Your task: After finding the line with "Duration, read_attempts: u32)" in the entries below, retype exactly each line from there through the line with "self.write_buffer.clear();", including that final line.

++++++++++

//! Framed line I/O for the IMAP protocol.
//!
//! Reads are buffered and split on line endings; literal bytes are handed up
//! line by line and reassembled by the session, which knows their length.

use std::time::Duration;

use bytes::BytesMut;
use tokio::io::{AsyncBufReadExt, AsyncRead, AsyncWrite, AsyncWriteExt, BufReader};
use tokio::time::timeout;

use super::config::{Config, DEFAULT_READ_ATTEMPTS};
use super::transport::Transport;
use crate::{Error, Result};

/// Default buffer size for reading.
const DEFAULT_BUFFER_SIZE: usize = 8192;

/// Maximum line length to prevent memory exhaustion.
pub const MAX_LINE_LENGTH: usize = 1024 * 1024; // 1 MB

/// Maximum literal size to prevent memory exhaustion.
pub const MAX_LITERAL_SIZE: usize = 100 * 1024 * 1024; // 100 MB

/// A [`Transport`] over any async byte stream.
pub struct FramedTransport<S> {
    reader: BufReader<S>,
    write_buffer: BytesMut,
    io_timeout: Duration,
    read_attempts: u32,
    connected: bool,
    last_error: String,
}

impl<S> FramedTransport<S>
where
    S: AsyncRead + AsyncWrite + Unpin,
{
    /// Creates a transport with the default 60 second wait and two attempts.
    pub fn new(stream: S) -> Self {
        Self::with_timeouts(stream, Duration::from_secs(60), DEFAULT_READ_ATTEMPTS)
    }

    /// Creates a transport using the timeouts from `config`.
    pub fn with_config(stream: S, config: &Config) -> Self {
        Self::with_timeouts(stream, config.io_timeout, config.read_attempts)
    }

    /// Creates a transport that waits `io_timeout` per attempt.
    pub fn with_timeouts(stream: S, io_timeout: Duration, read_attempts: u32) -> Self {
        Self {
            reader: BufReader::with_capacity(DEFAULT_BUFFER_SIZE, stream),
            write_buffer: BytesMut::with_capacity(DEFAULT_BUFFER_SIZE),
            io_timeout,
            read_attempts: read_attempts.max(1),
            connected: true,
            last_error: String::new(),
        }
    }

    /// Gets a mutable reference to the underlying stream.
    pub fn get_mut(&mut self) -> &mut S {
        self.reader.get_mut()
    }

    /// Waits for buffered data, retrying on timeout. Returns 0 at EOF.
    async fn wait_for_data(&mut self) -> Result<usize> {
        for attempt in 1..=self.read_attempts {
            match timeout(self.io_timeout, self.reader.fill_buf()).await {
                Ok(filled) => return Ok(filled?.len()),
                Err(_) => tracing::debug!(attempt, "no data before read timeout"),
            }
        }
        Err(Error::Timeout(self.io_timeout * self.read_attempts))
    }

    async fn read_line_inner(&mut self) -> Result<Vec<u8>> {
        let mut line = Vec::new();

        loop {
            if self.wait_for_data().await? == 0 {
                return Err(Error::Closed);
            }

            let buf = self.reader.buffer();
            if let Some(pos) = buf.iter().position(|&b| b == b'\n') {
                line.extend_from_slice(&buf[..=pos]);
                self.reader.consume(pos + 1);
                return Ok(line);
            }

            let len = buf.len();
            line.extend_from_slice(buf);
            self.reader.consume(len);

            if line.len() > MAX_LINE_LENGTH {
                return Err(Error::Protocol("line too long".to_string()));
            }
        }
    }

    async fn write_inner(&mut self, data: &[u8]) -> Result<()> {
        self.write_buffer.clear();
        self.write_buffer.extend_from_slice(data);

        let stream = self.reader.get_mut();
        stream.write_all(&self.write_buffer).await?;
        stream.flush().await?;
        Ok(())
    }

    fn fail(&mut self, error: &Error) {
        self.last_error = error.to_string();
        if error.is_transport() {
            self.connected = false;
        }
    }
}

impl<S> Transport for FramedTransport<S>
where
    S: AsyncRead + AsyncWrite + Unpin + Send,
{
    async fn read_line(&mut self) -> Result<Vec<u8>> {
        let result = self.read_line_inner().await;
        if let Err(error) = &result {
            self.fail(error);
        }
        result
    }

    async fn write(&mut self, data: &[u8]) -> Result<()> {
        let result = self.write_inner(data).await;
        if let Err(error) = &result {
            self.fail(error);
        }
        result
    }

    async fn disconnect(&mut self) {
        if self.connected {
            let _ = self.reader.get_mut().shutdown().await;
            self.connected = false;
        }
    }

    fn is_connected(&self) -> bool {
        self.connected
    }

    fn error_string(&self) -> &str {
        &self.last_error
    }
}

#[cfg(test)]
#[allow(
    clippy::unwrap_used,
    clippy::redundant_clone,
    clippy::manual_string_new,
    clippy::needless_collect,
    clippy::unreadable_literal,
    clippy::used_underscore_items,
    clippy::similar_names
)]
mod tests {
    use super::*;
    use tokio_test::io::Builder;

    #[tokio::test]
    async fn test_read_simple_line() {
        let mock = Builder::new().read(b"* OK ready\r\n").build();
        let mut framed = FramedTransport::new(mock);

        let line = framed.read_line().await.unwrap();
        assert_eq!(line, b"* OK ready\r\n");
    }

    #[tokio::test]
    async fn test_read_line_split_across_reads() {
        let mock = Builder::new()
            .read(b"* 1 FETCH (BODY {5}")
            .read(b"\r\nhel")
            .read(b"lo)\r\n")
            .build();
        let mut framed = FramedTransport::new(mock);

        assert_eq!(framed.read_line().await.unwrap(), b"* 1 FETCH (BODY {5}\r\n");
        assert_eq!(framed.read_line().await.unwrap(), b"hello)\r\n");
    }

    #[tokio::test]
    async fn test_two_lines_in_one_read() {
        let mock = Builder::new().read(b"* 2 EXISTS\r\nA1 OK done\r\n").build();
        let mut framed = FramedTransport::new(mock);

        assert_eq!(framed.read_line().await.unwrap(), b"* 2 EXISTS\r\n");
        assert_eq!(framed.read_line().await.unwrap(), b"A1 OK done\r\n");
    }

    #[tokio::test]
    async fn test_write() {
        let mock = Builder::new().write(b"A001 LOGIN user pass\r\n").build();
        let mut framed = FramedTransport::new(mock);

        framed.write(b"A001 LOGIN user pass\r\n").await.unwrap();
        assert!(framed.is_connected());
    }

    #[tokio::test]
    async fn test_eof_closes() {
        let mock = Builder::new().build();
        let mut framed = FramedTransport::new(mock);

        let error = framed.read_line().await.unwrap_err();
        assert!(matches!(error, Error::Closed));
        assert!(!framed.is_connected());
        assert_eq!(framed.error_string(), "Connection closed");
    }

    #[tokio::test(start_paused = true)]
    async fn test_read_retries_then_times_out() {
        let mock = Builder::new().wait(Duration::from_secs(10)).build();
        let mut framed = FramedTransport::with_timeouts(mock, Duration::from_secs(1), 2);

        let error = framed.read_line().await.unwrap_err();
        assert!(matches!(error, Error::Timeout(d) if d == Duration::from_secs(2)));
        assert!(!framed.is_connected());
    }

    #[tokio::test(start_paused = true)]
    async fn test_second_attempt_succeeds() {
        let mock = Builder::new()
            .wait(Duration::from_millis(1500))
            .read(b"* OK late\r\n")
            .build();
        let mut framed = FramedTransport::with_timeouts(mock, Duration::from_secs(1), 2);

        assert_eq!(framed.read_line().await.unwrap(), b"* OK late\r\n");
    }

    #[tokio::test]
    async fn test_line_length_limit() {
        let long_line = "A".repeat(MAX_LINE_LENGTH + 100);
        let mock = Builder::new().read(long_line.as_bytes()).build();
        let mut framed = FramedTransport::new(mock);

        let result = framed.read_line().await;
        assert!(result.unwrap_err().to_string().contains("line too long"));
        assert!(framed.error_string().contains("line too long"));
    }
}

++++++++++

Written reply:
    pub fn with_timeouts(stream: S, io_timeout: Duration, read_attempts: u32) -> Self {
        Self {
            reader: BufReader::with_capacity(DEFAULT_BUFFER_SIZE, stream),
            write_buffer: BytesMut::with_capacity(DEFAULT_BUFFER_SIZE),
            io_timeout,
            read_attempts: read_attempts.max(1),
            connected: true,
            last_error: String::new(),
        }
    }

    /// Gets a mutable reference to the underlying stream.
    pub fn get_mut(&mut self) -> &mut S {
        self.reader.get_mut()
    }

    /// Waits for buffered data, retrying on timeout. Returns 0 at EOF.
    async fn wait_for_data(&mut self) -> Result<usize> {
        for attempt in 1..=self.read_attempts {
            match timeout(self.io_timeout, self.reader.fill_buf()).await {
                Ok(filled) => return Ok(filled?.len()),
                Err(_) => tracing::debug!(attempt, "no data before read timeout"),
            }
        }
        Err(Error::Timeout(self.io_timeout * self.read_attempts))
    }

    async fn read_line_inner(&mut self) -> Result<Vec<u8>> {
        let mut line = Vec::new();

        loop {
            if self.wait_for_data().await? == 0 {
                return Err(Error::Closed);
            }

            let buf = self.reader.buffer();
            if let Some(pos) = buf.iter().position(|&b| b == b'\n') {
                line.extend_from_slice(&buf[..=pos]);
                self.reader.consume(pos + 1);
                return Ok(line);
            }

            let len = buf.len();
            line.extend_from_slice(buf);
            self.reader.consume(len);

            if line.len() > MAX_LINE_LENGTH {
                return Err(Error::Protocol("line too long".to_string()));
            }
        }
    }

    async fn write_inner(&mut self, data: &[u8]) -> Result<()> {
        self.write_buffer.clear();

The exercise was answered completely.